I built my search stack backwards—on purpose.

Most teams start with retrieval and ranking, then try to bolt “understanding” onto the front once users complain that the system returns something, just not the thing they asked for.

I did the opposite because the entry point isn’t a search box. It’s a voice-first operations assistant. Voice changes the economics of every decision:

So I wrote a pattern-first QueryParserAgent that does deterministic intent classification and entity extraction before anything expensive happens.

This post is intentionally not a rehash of my earlier voice router write-up. The router is about which agent should handle a request. This post is about how I compile language into a structured query plan—the internals, the rule design, the caching choices, the ambiguity triggers, and the benchmarks that kept me honest.


What went wrong first (the incident that forced the rewrite)

My first implementation was the obvious one: after speech-to-text, I shipped the raw transcript to an LLM with a prompt like “extract filters and intent as JSON.” It looked great in demos.

Then I put it in front of real users.

The failure showed up in two places at once:

  1. Latency spikes during normal traffic
    • We saw “voice turns” where the assistant would pause long enough that users repeated themselves.
    • In traces, the LLM parse step dominated the critical path whenever the model gateway was cold, rate-limited, or simply slow.
  2. Inconsistent structure on underspecified queries
    • The same spoken pattern would yield different JSON across turns.
    • Worse: when users said things like “how many open tickets in Dallas,” the LLM sometimes returned a search plan (list results) instead of a count plan.

The query that finally broke my patience was a simple refinement:

“Only show urgent.”

A human hears that as “apply a priority filter to the current result set.”

The LLM heard it as “start a new search for urgent items,” which erased context. In a voice experience, that’s not a minor bug—it’s a trust killer.

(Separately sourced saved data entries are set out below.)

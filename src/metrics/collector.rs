use crate::domain::charge::PaymentMethod;
use crate::metrics::event::{PaymentEvent, PaymentOutcome};
use crate::metrics::window::{failure_rate, prune};
use chrono::{DateTime, Duration, Utc};
use serde::Serialize;
use std::collections::{HashMap, VecDeque};
use std::sync::{Arc, Mutex};

const EVENT_CAP: usize = 10_000;

#[derive(Debug, Clone, Default, Serialize)]
pub struct MethodCounters {
    pub attempts: u64,
    pub successes: u64,
    pub declines: u64,
    pub failures: u64,
    pub total_duration_ms: u64,
    pub max_duration_ms: u64,
}

#[derive(Debug, Clone, Serialize)]
pub struct MetricsAlert {
    pub raised_at: DateTime<Utc>,
    pub failure_rate: f64,
    pub samples: usize,
}

#[derive(Debug, Clone, Serialize)]
pub struct MetricsSnapshot {
    pub counters: HashMap<PaymentMethod, MethodCounters>,
    pub window_failure_rate: f64,
    pub window_samples: usize,
    pub avg_duration_ms: u64,
    pub alerts: Vec<MetricsAlert>,
    pub generated_at: DateTime<Utc>,
}

struct CollectorInner {
    counters: HashMap<PaymentMethod, MethodCounters>,
    events: VecDeque<PaymentEvent>,
    alerts: Vec<MetricsAlert>,
}

#[derive(Clone)]
pub struct MetricsCollector {
    inner: Arc<Mutex<CollectorInner>>,
    window: Duration,
    failure_alert_threshold: f64,
    min_alert_samples: usize,
}

impl MetricsCollector {
    pub fn new(window_minutes: i64, failure_alert_threshold: f64, min_alert_samples: usize) -> Self {
        MetricsCollector {
            inner: Arc::new(Mutex::new(CollectorInner {
                counters: HashMap::new(),
                events: VecDeque::new(),
                alerts: Vec::new(),
            })),
            window: Duration::minutes(window_minutes),
            failure_alert_threshold,
            min_alert_samples,
        }
    }

    pub fn record(&self, event: PaymentEvent) {
        let mut inner = self.inner.lock().unwrap_or_else(|p| p.into_inner());

        let counters = inner.counters.entry(event.method).or_default();
        counters.attempts += 1;
        counters.total_duration_ms += event.duration_ms;
        counters.max_duration_ms = counters.max_duration_ms.max(event.duration_ms);
        match event.outcome {
            PaymentOutcome::Success => counters.successes += 1,
            PaymentOutcome::Declined => counters.declines += 1,
            PaymentOutcome::Error => counters.failures += 1,
        }

        let now = event.timestamp;
        inner.events.push_back(event);
        prune(&mut inner.events, now, self.window, EVENT_CAP);

        let rate = failure_rate(&inner.events);
        let samples = inner.events.len();
        if samples >= self.min_alert_samples && rate >= self.failure_alert_threshold {
            tracing::warn!(
                failure_rate = rate,
                samples,
                "payment failure rate above alert threshold"
            );
            inner.alerts.push(MetricsAlert {
                raised_at: now,
                failure_rate: rate,
                samples,
            });
        }
    }

    pub fn snapshot(&self) -> MetricsSnapshot {
        let mut inner = self.inner.lock().unwrap_or_else(|p| p.into_inner());
        let now = Utc::now();
        prune(&mut inner.events, now, self.window, EVENT_CAP);

        let total_attempts: u64 = inner.counters.values().map(|c| c.attempts).sum();
        let total_duration: u64 = inner.counters.values().map(|c| c.total_duration_ms).sum();

        MetricsSnapshot {
            counters: inner.counters.clone(),
            window_failure_rate: failure_rate(&inner.events),
            window_samples: inner.events.len(),
            avg_duration_ms: if total_attempts == 0 {
                0
            } else {
                total_duration / total_attempts
            },
            alerts: inner.alerts.clone(),
            generated_at: now,
        }
    }
}

impl Default for MetricsCollector {
    fn default() -> Self {
        Self::new(60, 0.5, 10)
    }
}

#[cfg(test)]
mod tests {
    use super::*;

    #[test]
    fn counts_per_method_outcomes() {
        let collector = MetricsCollector::default();
        collector.record(PaymentEvent::now(PaymentMethod::Card, 150.0, PaymentOutcome::Success, 90));
        collector.record(PaymentEvent::now(PaymentMethod::Card, 250.0, PaymentOutcome::Declined, 80));
        collector.record(PaymentEvent::now(PaymentMethod::OxxoCash, 150.0, PaymentOutcome::Success, 200));

        let snapshot = collector.snapshot();
        let card = &snapshot.counters[&PaymentMethod::Card];
        assert_eq!(card.attempts, 2);
        assert_eq!(card.successes, 1);
        assert_eq!(card.declines, 1);
        assert_eq!(snapshot.counters[&PaymentMethod::OxxoCash].attempts, 1);
        assert_eq!(snapshot.window_samples, 3);
    }

    #[test]
    fn raises_alert_past_failure_threshold() {
        let collector = MetricsCollector::new(60, 0.5, 4);
        for _ in 0..2 {
            collector.record(PaymentEvent::now(PaymentMethod::Card, 100.0, PaymentOutcome::Success, 50));
        }
        for _ in 0..2 {
            collector.record(PaymentEvent::now(PaymentMethod::Card, 100.0, PaymentOutcome::Error, 50));
        }

        let snapshot = collector.snapshot();
        assert!(!snapshot.alerts.is_empty());
        assert!(snapshot.window_failure_rate >= 0.5);
    }

    #[test]
    fn no_alert_below_min_samples() {
        let collector = MetricsCollector::new(60, 0.5, 10);
        collector.record(PaymentEvent::now(PaymentMethod::Card, 100.0, PaymentOutcome::Error, 50));
        assert!(collector.snapshot().alerts.is_empty());
    }
}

That incident is what made me flip the architecture: I wanted a parser that would be boring, deterministic, and measurable.


The core idea: treat search like compilation

I now treat the first stage as a compiler front-end:

  1. Tokenize + normalize the utterance.
  2. Classify intent into a small enum.
  3. Extract entities into typed fields.
  4. Produce a query plan that downstream components execute.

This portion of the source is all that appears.